→ **Task directions**
Every line that holds the word "text" needs to be copied from the data below.

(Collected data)

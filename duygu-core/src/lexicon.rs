// Copyright (c) 2025-2026 brdigetrlol. All rights reserved.
// SPDX-License-Identifier: LicenseRef-Icarus-Proprietary
// See LICENSE in the repository root for full license terms.

//! Turkish emotion lexicon: word stems mapped to emotion weights.
//!
//! Matching is substring-based on lowercased text, so a stem like "mutlu"
//! also fires on "mutluyum" and "mutluluk". Weights are not probabilities;
//! multiple hits reinforce the same emotion additively and the sum is
//! normalized afterwards.

use serde::Serialize;
use tracing::warn;

use crate::emotion::{Emotion, EmotionScores};

/// Raw table: stem → (emotion key, weight) pairs.
const TURKISH_ENTRIES: &[(&str, &[(&str, f32)])] = &[
    // Joy
    ("mutlu", &[("joy", 0.9), ("love", 0.3)]),
    ("sevinç", &[("joy", 0.95), ("surprise", 0.2)]),
    ("neşe", &[("joy", 0.85)]),
    ("harika", &[("joy", 0.8), ("pride", 0.4)]),
    ("mükemmel", &[("joy", 0.7), ("gratitude", 0.3)]),
    ("iyi", &[("joy", 0.6)]),
    ("güzel", &[("joy", 0.5)]),
    ("süper", &[("joy", 0.7)]),
    ("gül", &[("joy", 0.8)]),
    // Sadness
    ("üzgün", &[("sadness", 0.9), ("disappointment", 0.4)]),
    ("keder", &[("sadness", 0.95), ("fear", 0.2)]),
    ("hüzün", &[("sadness", 0.85)]),
    ("kırgın", &[("sadness", 0.7), ("anger", 0.3)]),
    ("yalnız", &[("sadness", 0.8), ("fear", 0.3)]),
    ("kötü", &[("sadness", 0.6), ("disappointment", 0.3)]),
    ("berbat", &[("sadness", 0.7), ("anger", 0.4)]),
    ("ağla", &[("sadness", 0.9)]),
    // Anger
    ("kızgın", &[("anger", 0.9), ("disgust", 0.3)]),
    ("sinir", &[("anger", 0.85)]),
    ("öfke", &[("anger", 0.95)]),
    ("hırs", &[("anger", 0.6), ("pride", 0.4)]),
    ("küfür", &[("anger", 0.8)]),
    ("sinirlen", &[("anger", 0.7)]),
    // Fear
    ("korku", &[("fear", 0.95)]),
    ("endişe", &[("fear", 0.8), ("sadness", 0.3)]),
    ("panik", &[("fear", 0.9), ("surprise", 0.4)]),
    ("tedirgin", &[("fear", 0.7)]),
    ("kork", &[("fear", 0.8)]),
    // Love
    ("sevgi", &[("love", 0.95), ("joy", 0.5)]),
    ("aşk", &[("love", 0.98), ("joy", 0.6)]),
    ("değer", &[("love", 0.7), ("gratitude", 0.4)]),
    ("seviyorum", &[("love", 0.9)]),
    ("aşığım", &[("love", 0.95)]),
    // Gratitude
    ("teşekkür", &[("gratitude", 0.9), ("joy", 0.4)]),
    ("minnettar", &[("gratitude", 0.85)]),
    ("sağ ol", &[("gratitude", 0.7)]),
    ("eyvallah", &[("gratitude", 0.6)]),
    // Pride
    ("gurur", &[("pride", 0.9), ("joy", 0.4)]),
    ("başarı", &[("pride", 0.85), ("joy", 0.5)]),
    ("başardım", &[("pride", 0.8)]),
    ("kazandım", &[("pride", 0.7)]),
    // Hope
    ("umut", &[("hope", 0.9), ("joy", 0.3)]),
    ("gelecek", &[("hope", 0.7), ("fear", 0.2)]),
    ("inşallah", &[("hope", 0.6)]),
    ("beklenti", &[("hope", 0.5)]),
    // Surprise
    ("şaşkın", &[("surprise", 0.8)]),
    ("vay", &[("surprise", 0.7)]),
    ("oha", &[("surprise", 0.9)]),
    ("inanılmaz", &[("surprise", 0.6), ("joy", 0.4)]),
    // Disgust
    ("tiksin", &[("disgust", 0.8)]),
    ("iğrenç", &[("disgust", 0.9)]),
    ("pis", &[("disgust", 0.7)]),
    // Disappointment
    ("hayal kırıklığı", &[("disappointment", 0.9)]),
    ("hayalkırıklığı", &[("disappointment", 0.9)]),
    ("keşke", &[("disappointment", 0.7), ("sadness", 0.4)]),
];

/// One resolved lexicon entry.
#[derive(Debug, Clone, Serialize)]
pub struct LexiconEntry {
    pub stem: String,
    pub weights: Vec<(Emotion, f32)>,
}

/// Static word → emotion-weight table. Built once, read-only afterwards.
#[derive(Debug, Clone)]
pub struct Lexicon {
    entries: Vec<LexiconEntry>,
}

impl Lexicon {
    /// The built-in Turkish lexicon.
    pub fn turkish() -> Self {
        Self::from_entries(TURKISH_ENTRIES.iter().map(|(stem, weights)| {
            (stem.to_string(), weights.iter().map(|(k, w)| (k.to_string(), *w)).collect())
        }))
    }

    /// Build from raw (stem, [(emotion key, weight)]) pairs.
    ///
    /// Weights naming an emotion outside the closed set, or outside (0, 1],
    /// are skipped with a warning; the rest of the entry is kept.
    pub fn from_entries<I>(raw: I) -> Self
    where
        I: IntoIterator<Item = (String, Vec<(String, f32)>)>,
    {
        let mut entries = Vec::new();
        for (stem, weights) in raw {
            let stem = stem.to_lowercase();
            let mut resolved = Vec::with_capacity(weights.len());
            for (key, weight) in weights {
                let Some(emotion) = Emotion::parse(&key) else {
                    warn!(stem = %stem, key = %key, "lexicon weight names unknown emotion, skipped");
                    continue;
                };
                if !(weight > 0.0 && weight <= 1.0) {
                    warn!(stem = %stem, weight, "lexicon weight outside (0, 1], skipped");
                    continue;
                }
                resolved.push((emotion, weight));
            }
            if stem.is_empty() || resolved.is_empty() {
                continue;
            }
            entries.push(LexiconEntry {
                stem,
                weights: resolved,
            });
        }
        Self { entries }
    }

    pub fn entries(&self) -> &[LexiconEntry] {
        &self.entries
    }

    pub fn len(&self) -> usize {
        self.entries.len()
    }

    pub fn is_empty(&self) -> bool {
        self.entries.is_empty()
    }

    /// Accumulate weights of every stem found in `text`, then normalize.
    ///
    /// Returns an all-zero vector when nothing matched.
    pub fn score(&self, text: &str) -> EmotionScores {
        let lower = text.to_lowercase();
        let mut scores = EmotionScores::new();
        for entry in &self.entries {
            if lower.contains(&entry.stem) {
                for &(emotion, weight) in &entry.weights {
                    scores.add(emotion, weight);
                }
            }
        }
        scores.normalized()
    }

    /// Token-level matches: one `(token, emotion)` pair per emotion of every
    /// stem contained in a whitespace token. Not deduplicated.
    pub fn emotional_words(&self, text: &str) -> Vec<(String, Emotion)> {
        let lower = text.to_lowercase();
        let mut found = Vec::new();
        for token in lower.split_whitespace() {
            for entry in &self.entries {
                if token.contains(&entry.stem) {
                    for &(emotion, _) in &entry.weights {
                        found.push((token.to_string(), emotion));
                    }
                }
            }
        }
        found
    }
}

impl Default for Lexicon {
    fn default() -> Self {
        Self::turkish()
    }
}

→ **Result**
//! Matching is substring-based on lowercased text, so a stem like "mutlu"
    /// Accumulate weights of every stem found in `text`, then normalize.
    pub fn score(&self, text: &str) -> EmotionScores {
        let lower = text.to_lowercase();
    pub fn emotional_words(&self, text: &str) -> Vec<(String, Emotion)> {
        let lower = text.to_lowercase();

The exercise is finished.